# undefined symbol: OpenSSL_add_all_algorithms

## shenakan

Hi,

I try to emerge wget and I get this message :

/usr/bin/wget: relocation error: /usr/bin/wget: undefined symbol: OpenSSL_add_all_algorithms

How is it possible to fixe it ?

thanks

----------

## pjp

Moved from Documentation, Tips & Tricks.

----------

## mattsavigear

You've just upgraded openssh, and it's broken the libraries.

I fixed it by downloading the current version of the wget package using a different machine (emerge --fetchonly wget), copying the files to /usr/portage/distfiles on the borked machine and then running "emerge wget".
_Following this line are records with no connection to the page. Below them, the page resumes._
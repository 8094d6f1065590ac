//! Prompt construction for question generation.

use crate::config::Prompts;
use crate::domain::GenerationRequest;
use crate::util::fill_template;

/// Render the generation prompt. Values are embedded verbatim: no escaping, no truncation.
pub fn build_prompt(prompts: &Prompts, req: &GenerationRequest) -> String {
  let difficulty = req.difficulty.to_string();
  let count = req.count.to_string();
  fill_template(
    &prompts.generation_template,
    &[
      ("num_questions", count.as_str()),
      ("text", req.text.as_str()),
      ("subject", req.subject.as_str()),
      ("tone", difficulty.as_str()),
      ("response_format", prompts.response_format.as_str()),
    ],
  )
}
//! Domain models: generation inputs, question records as the model returns them, and reviews.

use std::collections::BTreeMap;
use std::fmt;

use serde::{Deserialize, Serialize};

/// Difficulty label. Only changes the prompt wording.
#[derive(Clone, Copy, Debug, PartialEq, Eq, Serialize, Deserialize)]
pub enum Difficulty {
  Simple,
  Medium,
  Complex,
}
impl Default for Difficulty {
  fn default() -> Self { Difficulty::Simple }
}
impl fmt::Display for Difficulty {
  fn fmt(&self, f: &mut fmt::Formatter<'_>) -> fmt::Result {
    let s = match self {
      Difficulty::Simple => "Simple",
      Difficulty::Medium => "Medium",
      Difficulty::Complex => "Complex",
    };
    f.write_str(s)
  }
}

/// Everything the prompt needs for one "Generate" press. Never stored beyond the session.
#[derive(Clone, Debug)]
pub struct GenerationRequest {
  pub text: String,
  pub subject: String,
  pub difficulty: Difficulty,
  pub count: u32,
}

/// The four answer choices. All four keys are required on the wire.
#[derive(Clone, Debug, PartialEq, Eq, Serialize, Deserialize)]
pub struct QuestionOptions {
  pub a: String,
  pub b: String,
  pub c: String,
  pub d: String,
}

impl QuestionOptions {
  /// Look up an option by its label ("a".."d", case-insensitive, surrounding space ignored).
  pub fn get(&self, label: &str) -> Option<&str> {
    match label.trim().to_ascii_lowercase().as_str() {
      "a" => Some(&self.a),
      "b" => Some(&self.b),
      "c" => Some(&self.c),
      "d" => Some(&self.d),
      _ => None,
    }
  }
}

/// One multiple-choice question, field names as they appear in the model's JSON.
#[derive(Clone, Debug, PartialEq, Eq, Serialize, Deserialize)]
pub struct QuestionRecord {
  #[serde(rename = "mcq")]
  pub prompt: String,
  pub options: QuestionOptions,
  #[serde(rename = "correct")]
  pub correct_label: String,
}

impl QuestionRecord {
  /// The text of the option named by `correct_label`, if the label is one of a..d.
  pub fn correct_option(&self) -> Option<&str> {
    self.options.get(&self.correct_label)
  }

  /// Whether `correct_label` names one of the four options.
  /// Models sometimes answer with the option text instead of its label.
  pub fn has_known_correct_label(&self) -> bool {
    self.correct_option().is_some()
  }
}

/// Reviewer verdict for a single question.
#[derive(Clone, Copy, Debug, PartialEq, Eq, Serialize, Deserialize)]
pub enum ReviewLabel {
  Good,
  Average,
  Poor,
}
impl Default for ReviewLabel {
  fn default() -> Self { ReviewLabel::Good }
}

/// Reviews keyed by 0-based question index.
pub type ReviewSet = BTreeMap<usize, ReviewLabel>;

#[cfg(test)]
mod tests {
  use super::*;

  fn record(correct: &str) -> QuestionRecord {
    QuestionRecord {
      prompt: "What is the basic unit of life?".into(),
      options: QuestionOptions { a: "Atom".into(), b: "Cell".into(), c: "Organ".into(), d: "Tissue".into() },
      correct_label: correct.into(),
    }
  }

  #[test]
  fn correct_option_resolves_labels_loosely() {
    assert_eq!(record("b").correct_option(), Some("Cell"));
    assert_eq!(record(" B ").correct_option(), Some("Cell"));
    assert!(record("d").has_known_correct_label());
  }

  #[test]
  fn answer_text_instead_of_label_is_not_a_known_label() {
    let r = record("Cell");
    assert_eq!(r.correct_option(), None);
    assert!(!r.has_known_correct_label());
  }

  #[test]
  fn difficulty_round_trips_through_its_display_name() {
    for d in [Difficulty::Simple, Difficulty::Medium, Difficulty::Complex] {
      let json = serde_json::to_string(&d).unwrap();
      assert_eq!(json, format!("\"{}\"", d));
      let back: Difficulty = serde_json::from_str(&json).unwrap();
      assert_eq!(back, d);
    }
    assert!(serde_json::from_str::<Difficulty>("\"Hard\"").is_err());
  }

  #[test]
  fn review_label_defaults_to_good() {
    assert_eq!(ReviewLabel::default(), ReviewLabel::Good);
  }
}
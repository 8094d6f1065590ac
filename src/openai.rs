//! Chat-completion client.
//!
//! `CompletionClient` is the seam between request handling and the network: one request
//! struct in, the trimmed completion text (or an error) out. `OpenAI` is the reqwest-backed
//! implementation; tests plug in a stub.
//!
//! The credential travels inside each `CompletionRequest`; the client itself holds none.
//! Calls are instrumented and log model names, latencies and response sizes (not contents).

use std::time::{Duration, Instant};

use futures::future::BoxFuture;
use reqwest::header::{AUTHORIZATION, CONTENT_TYPE, USER_AGENT};
use serde::{Deserialize, Serialize};
use tracing::{error, info, instrument};

use crate::config::ApiKey;

/// One chat-completion round trip: a single system message carrying the prompt.
#[derive(Clone, Debug)]
pub struct CompletionRequest {
  pub api_key: ApiKey,
  pub model: String,
  pub prompt: String,
  pub max_tokens: u32,
  pub temperature: f32,
}

#[derive(Debug, thiserror::Error)]
pub enum CompletionError {
  #[error("request to completion endpoint failed: {0}")]
  Transport(#[from] reqwest::Error),

  #[error("completion endpoint returned HTTP {status}: {message}")]
  Http { status: u16, message: String },

  #[error("completion response contained no choices")]
  NoChoices,
}

pub trait CompletionClient: Send + Sync {
  fn complete<'a>(&'a self, req: &'a CompletionRequest) -> BoxFuture<'a, Result<String, CompletionError>>;
}

#[derive(Clone)]
pub struct OpenAI {
  pub client: reqwest::Client,
  pub base_url: String,
}

impl OpenAI {
  /// `timeout: None` keeps reqwest's default (no overall timeout).
  pub fn new(base_url: &str, timeout: Option<Duration>) -> Result<Self, CompletionError> {
    let mut builder = reqwest::Client::builder();
    if let Some(t) = timeout {
      builder = builder.timeout(t);
    }
    let client = builder.build()?;
    Ok(Self { client, base_url: base_url.trim_end_matches('/').to_string() })
  }

  #[instrument(level = "info", skip(self, req), fields(model = %req.model, prompt_len = req.prompt.len(), max_tokens = req.max_tokens))]
  async fn chat(&self, req: &CompletionRequest) -> Result<String, CompletionError> {
    let url = format!("{}/chat/completions", self.base_url);
    let body = ChatCompletionRequest::from(req);

    let start = Instant::now();
    let res = self.client.post(&url)
      .header(USER_AGENT, "mcqgen-backend/0.1")
      .header(CONTENT_TYPE, "application/json")
      .header(AUTHORIZATION, format!("Bearer {}", req.api_key.expose()))
      .json(&body).send().await?;

    if !res.status().is_success() {
      let status = res.status();
      let text = res.text().await.unwrap_or_default();
      let message = extract_openai_error(&text).unwrap_or(text);
      error!(elapsed = ?start.elapsed(), %status, "Completion endpoint returned an error");
      return Err(CompletionError::Http { status: status.as_u16(), message });
    }

    let body: ChatCompletionResponse = res.json().await?;
    if let Some(usage) = &body.usage {
      info!(prompt_tokens = ?usage.prompt_tokens, completion_tokens = ?usage.completion_tokens, total_tokens = ?usage.total_tokens, "OpenAI usage");
    }
    let text = first_choice_text(body)?;
    info!(elapsed = ?start.elapsed(), response_len = text.len(), "Model response received");
    Ok(text)
  }
}

impl CompletionClient for OpenAI {
  fn complete<'a>(&'a self, req: &'a CompletionRequest) -> BoxFuture<'a, Result<String, CompletionError>> {
    Box::pin(self.chat(req))
  }
}

/// `choices[0].message.content`, trimmed. A null content counts as empty text.
fn first_choice_text(body: ChatCompletionResponse) -> Result<String, CompletionError> {
  let choice = body.choices.into_iter().next().ok_or(CompletionError::NoChoices)?;
  Ok(choice.message.content.unwrap_or_default().trim().to_string())
}

// --- Chat DTOs ---

#[derive(Serialize)]
struct ChatCompletionRequest<'a> {
  model: &'a str,
  messages: Vec<ChatMessageReq<'a>>,
  max_tokens: u32,
  temperature: f32,
}
#[derive(Serialize)]
struct ChatMessageReq<'a> { role: &'static str, content: &'a str }

impl<'a> From<&'a CompletionRequest> for ChatCompletionRequest<'a> {
  fn from(req: &'a CompletionRequest) -> Self {
    Self {
      model: &req.model,
      messages: vec![ChatMessageReq { role: "system", content: &req.prompt }],
      max_tokens: req.max_tokens,
      temperature: req.temperature,
    }
  }
}

#[derive(Deserialize)]
struct ChatCompletionResponse {
  choices: Vec<ChatChoice>,
  #[serde(default)] usage: Option<Usage>,
}
#[derive(Deserialize)]
struct ChatChoice { message: ChatMessageResp }
#[derive(Deserialize)]
struct ChatMessageResp { content: Option<String> }
#[derive(Deserialize)]
struct Usage {
  #[serde(default)] prompt_tokens: Option<u32>,
  #[serde(default)] completion_tokens: Option<u32>,
  #[serde(default)] total_tokens: Option<u32>,
}

/// Try to extract a clean error message from an OpenAI error body.
fn extract_openai_error(body: &str) -> Option<String> {
  #[derive(Deserialize)]
  struct EWrap { error: EObj }
  #[derive(Deserialize)]
  struct EObj { message: String }
  serde_json::from_str::<EWrap>(body).ok().map(|w| w.error.message)
}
Once you have wget fixed, you'll find other things probably need rebuilding, such as sshd, apache and the like.

----------

## Oopsz

you can also download the package from lynx or mozilla...  if you have gentoolkit merged, check out revdep-rebuild

----------

## shenakan

I have exactly the same probleme!! 

>>> emerge (1 of 1) net-misc/wget-1.9-r1 to /

>>> Downloading http://gentoo.oregonstate.edu/distfiles/wget-1.9+ipvmisc.patch

--13:34:41--  http://gentoo.oregonstate.edu/distfiles/wget-1.9+ipvmisc.patch

           => `/usr/portage/distfiles/wget-1.9+ipvmisc.patch'

/usr/bin/wget: relocation error: /usr/bin/wget: undefined symbol: OpenSSL_add_all_algorithms

----------

## professorn

I had the same problem my solution was to download the latest wget, you will probably have to download it manualy

----------